** LISTED RECORDS follows **
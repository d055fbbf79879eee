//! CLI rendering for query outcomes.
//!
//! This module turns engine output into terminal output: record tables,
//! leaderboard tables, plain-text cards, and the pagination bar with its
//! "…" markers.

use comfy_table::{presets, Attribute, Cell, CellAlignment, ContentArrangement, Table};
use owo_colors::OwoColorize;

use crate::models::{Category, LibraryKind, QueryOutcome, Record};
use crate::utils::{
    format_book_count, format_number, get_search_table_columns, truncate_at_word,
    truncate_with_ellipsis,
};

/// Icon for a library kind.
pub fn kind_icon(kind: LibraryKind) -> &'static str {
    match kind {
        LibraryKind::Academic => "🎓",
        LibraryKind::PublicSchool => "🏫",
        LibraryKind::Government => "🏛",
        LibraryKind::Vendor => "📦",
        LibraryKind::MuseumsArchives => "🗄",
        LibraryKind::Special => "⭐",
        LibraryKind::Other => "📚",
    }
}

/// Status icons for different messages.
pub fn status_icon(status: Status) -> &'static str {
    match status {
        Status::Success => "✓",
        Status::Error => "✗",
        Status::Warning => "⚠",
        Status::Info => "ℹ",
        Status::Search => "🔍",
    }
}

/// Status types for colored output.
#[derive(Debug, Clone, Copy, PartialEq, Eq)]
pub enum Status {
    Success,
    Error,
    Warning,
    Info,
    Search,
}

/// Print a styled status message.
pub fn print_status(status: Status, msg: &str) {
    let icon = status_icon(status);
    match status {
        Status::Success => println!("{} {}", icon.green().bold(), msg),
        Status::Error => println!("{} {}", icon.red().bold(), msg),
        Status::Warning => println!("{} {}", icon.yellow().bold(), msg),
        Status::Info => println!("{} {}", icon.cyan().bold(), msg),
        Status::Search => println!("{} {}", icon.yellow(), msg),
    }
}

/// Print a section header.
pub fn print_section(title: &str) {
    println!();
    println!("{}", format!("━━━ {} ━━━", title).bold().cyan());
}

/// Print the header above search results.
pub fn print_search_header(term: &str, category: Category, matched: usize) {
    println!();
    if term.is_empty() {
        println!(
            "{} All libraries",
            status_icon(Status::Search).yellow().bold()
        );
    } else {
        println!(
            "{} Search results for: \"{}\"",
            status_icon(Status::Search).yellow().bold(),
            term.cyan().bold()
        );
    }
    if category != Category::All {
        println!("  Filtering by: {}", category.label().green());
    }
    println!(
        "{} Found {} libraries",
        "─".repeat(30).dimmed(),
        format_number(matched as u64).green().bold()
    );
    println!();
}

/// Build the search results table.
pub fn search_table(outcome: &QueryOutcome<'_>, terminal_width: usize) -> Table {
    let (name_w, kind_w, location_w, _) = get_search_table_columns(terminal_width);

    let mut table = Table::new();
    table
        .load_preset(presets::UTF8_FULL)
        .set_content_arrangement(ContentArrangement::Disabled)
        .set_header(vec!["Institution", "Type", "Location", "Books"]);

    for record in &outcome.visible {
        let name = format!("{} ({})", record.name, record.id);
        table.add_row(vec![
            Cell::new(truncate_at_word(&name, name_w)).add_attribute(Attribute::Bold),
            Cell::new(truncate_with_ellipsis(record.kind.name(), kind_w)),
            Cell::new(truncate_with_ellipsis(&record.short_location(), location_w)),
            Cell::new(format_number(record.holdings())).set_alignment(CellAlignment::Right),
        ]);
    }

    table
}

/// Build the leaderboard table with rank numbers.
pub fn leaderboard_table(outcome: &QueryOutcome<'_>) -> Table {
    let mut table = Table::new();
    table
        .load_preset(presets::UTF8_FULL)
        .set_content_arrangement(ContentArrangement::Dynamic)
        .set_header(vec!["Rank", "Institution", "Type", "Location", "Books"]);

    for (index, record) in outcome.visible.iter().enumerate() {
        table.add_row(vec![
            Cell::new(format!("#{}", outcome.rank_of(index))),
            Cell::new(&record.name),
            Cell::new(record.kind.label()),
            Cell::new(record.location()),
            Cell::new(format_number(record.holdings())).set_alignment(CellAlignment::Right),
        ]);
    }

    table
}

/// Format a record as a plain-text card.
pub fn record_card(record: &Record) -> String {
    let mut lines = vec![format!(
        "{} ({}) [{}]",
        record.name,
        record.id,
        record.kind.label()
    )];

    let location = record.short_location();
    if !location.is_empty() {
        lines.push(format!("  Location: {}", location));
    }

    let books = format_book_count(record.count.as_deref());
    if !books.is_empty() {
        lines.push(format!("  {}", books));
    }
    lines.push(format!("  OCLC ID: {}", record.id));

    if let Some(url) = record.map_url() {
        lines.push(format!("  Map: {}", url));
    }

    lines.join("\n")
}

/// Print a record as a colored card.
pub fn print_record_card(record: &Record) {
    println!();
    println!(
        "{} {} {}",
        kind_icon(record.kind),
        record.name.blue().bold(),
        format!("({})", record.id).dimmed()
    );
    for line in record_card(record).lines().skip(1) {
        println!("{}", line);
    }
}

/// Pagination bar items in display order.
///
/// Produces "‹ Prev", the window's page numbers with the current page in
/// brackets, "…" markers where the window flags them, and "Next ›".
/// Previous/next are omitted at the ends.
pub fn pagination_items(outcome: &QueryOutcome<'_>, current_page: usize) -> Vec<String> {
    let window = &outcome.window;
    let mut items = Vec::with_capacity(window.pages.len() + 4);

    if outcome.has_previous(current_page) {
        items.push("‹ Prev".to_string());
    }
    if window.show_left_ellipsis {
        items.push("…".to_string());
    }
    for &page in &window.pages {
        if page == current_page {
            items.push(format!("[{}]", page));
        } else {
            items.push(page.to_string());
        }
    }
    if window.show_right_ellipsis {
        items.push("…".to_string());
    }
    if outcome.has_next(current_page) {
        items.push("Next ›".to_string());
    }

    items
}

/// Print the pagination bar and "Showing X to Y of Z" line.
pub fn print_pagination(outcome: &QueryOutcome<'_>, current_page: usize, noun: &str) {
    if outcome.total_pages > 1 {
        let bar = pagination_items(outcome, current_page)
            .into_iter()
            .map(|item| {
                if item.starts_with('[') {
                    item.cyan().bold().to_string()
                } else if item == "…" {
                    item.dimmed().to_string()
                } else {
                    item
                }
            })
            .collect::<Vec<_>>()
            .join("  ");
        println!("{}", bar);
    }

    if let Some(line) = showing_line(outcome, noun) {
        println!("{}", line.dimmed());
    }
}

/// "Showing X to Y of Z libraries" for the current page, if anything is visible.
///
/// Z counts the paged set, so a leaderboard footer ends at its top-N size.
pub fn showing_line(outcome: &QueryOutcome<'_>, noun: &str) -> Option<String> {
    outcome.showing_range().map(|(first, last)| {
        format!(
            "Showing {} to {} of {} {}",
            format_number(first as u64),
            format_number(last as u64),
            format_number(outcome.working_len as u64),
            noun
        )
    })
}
** End of LISTED RECORDS **
> ACTION ITEM: Nothing in the listing should be left out; repeat it exactly.

> REPLY TO THE TASK:
repository d055fbbf79879eee
//! CLI rendering for query outcomes.
//!
//! This module turns engine output into terminal output: record tables,
//! leaderboard tables, plain-text cards, and the pagination bar with its
//! "…" markers.

use comfy_table::{presets, Attribute, Cell, CellAlignment, ContentArrangement, Table};
use owo_colors::OwoColorize;

use crate::models::{Category, LibraryKind, QueryOutcome, Record};
use crate::utils::{
    format_book_count, format_number, get_search_table_columns, truncate_at_word,
    truncate_with_ellipsis,
};

/// Icon for a library kind.
pub fn kind_icon(kind: LibraryKind) -> &'static str {
    match kind {
        LibraryKind::Academic => "🎓",
        LibraryKind::PublicSchool => "🏫",
        LibraryKind::Government => "🏛",
        LibraryKind::Vendor => "📦",
        LibraryKind::MuseumsArchives => "🗄",
        LibraryKind::Special => "⭐",
        LibraryKind::Other => "📚",
    }
}

/// Status icons for different messages.
pub fn status_icon(status: Status) -> &'static str {
    match status {
        Status::Success => "✓",
        Status::Error => "✗",
        Status::Warning => "⚠",
        Status::Info => "ℹ",
        Status::Search => "🔍",
    }
}

/// Status types for colored output.
#[derive(Debug, Clone, Copy, PartialEq, Eq)]
pub enum Status {
    Success,
    Error,
    Warning,
    Info,
    Search,
}

/// Print a styled status message.
pub fn print_status(status: Status, msg: &str) {
    let icon = status_icon(status);
    match status {
        Status::Success => println!("{} {}", icon.green().bold(), msg),
        Status::Error => println!("{} {}", icon.red().bold(), msg),
        Status::Warning => println!("{} {}", icon.yellow().bold(), msg),
        Status::Info => println!("{} {}", icon.cyan().bold(), msg),
        Status::Search => println!("{} {}", icon.yellow(), msg),
    }
}

/// Print a section header.
pub fn print_section(title: &str) {
    println!();
    println!("{}", format!("━━━ {} ━━━", title).bold().cyan());
}

/// Print the header above search results.
pub fn print_search_header(term: &str, category: Category, matched: usize) {
    println!();
    if term.is_empty() {
        println!(
            "{} All libraries",
            status_icon(Status::Search).yellow().bold()
        );
    } else {
        println!(
            "{} Search results for: \"{}\"",
            status_icon(Status::Search).yellow().bold(),
            term.cyan().bold()
        );
    }
    if category != Category::All {
        println!("  Filtering by: {}", category.label().green());
    }
    println!(
        "{} Found {} libraries",
        "─".repeat(30).dimmed(),
        format_number(matched as u64).green().bold()
    );
    println!();
}

/// Build the search results table.
pub fn search_table(outcome: &QueryOutcome<'_>, terminal_width: usize) -> Table {
    let (name_w, kind_w, location_w, _) = get_search_table_columns(terminal_width);

    let mut table = Table::new();
    table
        .load_preset(presets::UTF8_FULL)
        .set_content_arrangement(ContentArrangement::Disabled)
        .set_header(vec!["Institution", "Type", "Location", "Books"]);

    for record in &outcome.visible {
        let name = format!("{} ({})", record.name, record.id);
        table.add_row(vec![
            Cell::new(truncate_at_word(&name, name_w)).add_attribute(Attribute::Bold),
            Cell::new(truncate_with_ellipsis(record.kind.name(), kind_w)),
            Cell::new(truncate_with_ellipsis(&record.short_location(), location_w)),
            Cell::new(format_number(record.holdings())).set_alignment(CellAlignment::Right),
        ]);
    }

    table
}

/// Build the leaderboard table with rank numbers.
pub fn leaderboard_table(outcome: &QueryOutcome<'_>) -> Table {
    let mut table = Table::new();
    table
        .load_preset(presets::UTF8_FULL)
        .set_content_arrangement(ContentArrangement::Dynamic)
        .set_header(vec!["Rank", "Institution", "Type", "Location", "Books"]);

    for (index, record) in outcome.visible.iter().enumerate() {
        table.add_row(vec![
            Cell::new(format!("#{}", outcome.rank_of(index))),
            Cell::new(&record.name),
            Cell::new(record.kind.label()),
            Cell::new(record.location()),
            Cell::new(format_number(record.holdings())).set_alignment(CellAlignment::Right),
        ]);
    }

    table
}

/// Format a record as a plain-text card.
pub fn record_card(record: &Record) -> String {
    let mut lines = vec![format!(
        "{} ({}) [{}]",
        record.name,
        record.id,
        record.kind.label()
    )];

    let location = record.short_location();
    if !location.is_empty() {
        lines.push(format!("  Location: {}", location));
    }

    let books = format_book_count(record.count.as_deref());
    if !books.is_empty() {
        lines.push(format!("  {}", books));
    }
    lines.push(format!("  OCLC ID: {}", record.id));

    if let Some(url) = record.map_url() {
        lines.push(format!("  Map: {}", url));
    }

    lines.join("\n")
}

/// Print a record as a colored card.
pub fn print_record_card(record: &Record) {
    println!();
    println!(
        "{} {} {}",
        kind_icon(record.kind),
        record.name.blue().bold(),
        format!("({})", record.id).dimmed()
    );
    for line in record_card(record).lines().skip(1) {
        println!("{}", line);
    }
}

/// Pagination bar items in display order.
///
/// Produces "‹ Prev", the window's page numbers with the current page in
/// brackets, "…" markers where the window flags them, and "Next ›".
/// Previous/next are omitted at the ends.
pub fn pagination_items(outcome: &QueryOutcome<'_>, current_page: usize) -> Vec<String> {
    let window = &outcome.window;
    let mut items = Vec::with_capacity(window.pages.len() + 4);

    if outcome.has_previous(current_page) {
        items.push("‹ Prev".to_string());
    }
    if window.show_left_ellipsis {
        items.push("…".to_string());
    }
    for &page in &window.pages {
        if page == current_page {
            items.push(format!("[{}]", page));
        } else {
            items.push(page.to_string());
        }
    }
    if window.show_right_ellipsis {
        items.push("…".to_string());
    }
    if outcome.has_next(current_page) {
        items.push("Next ›".to_string());
    }

    items
}

/// Print the pagination bar and "Showing X to Y of Z" line.
pub fn print_pagination(outcome: &QueryOutcome<'_>, current_page: usize, noun: &str) {
    if outcome.total_pages > 1 {
        let bar = pagination_items(outcome, current_page)
            .into_iter()
            .map(|item| {
                if item.starts_with('[') {
                    item.cyan().bold().to_string()
                } else if item == "…" {
                    item.dimmed().to_string()
                } else {
                    item
                }
            })
            .collect::<Vec<_>>()
            .join("  ");
        println!("{}", bar);
    }

    if let Some(line) = showing_line(outcome, noun) {
        println!("{}", line.dimmed());
    }
}

/// "Showing X to Y of Z libraries" for the current page, if anything is visible.
///
/// Z counts the paged set, so a leaderboard footer ends at its top-N size.
pub fn showing_line(outcome: &QueryOutcome<'_>, noun: &str) -> Option<String> {
    outcome.showing_range().map(|(first, last)| {
        format!(
            "Showing {} to {} of {} {}",
            format_number(first as u64),
            format_number(last as u64),
            format_number(outcome.working_len as u64),
            noun
        )
    })
}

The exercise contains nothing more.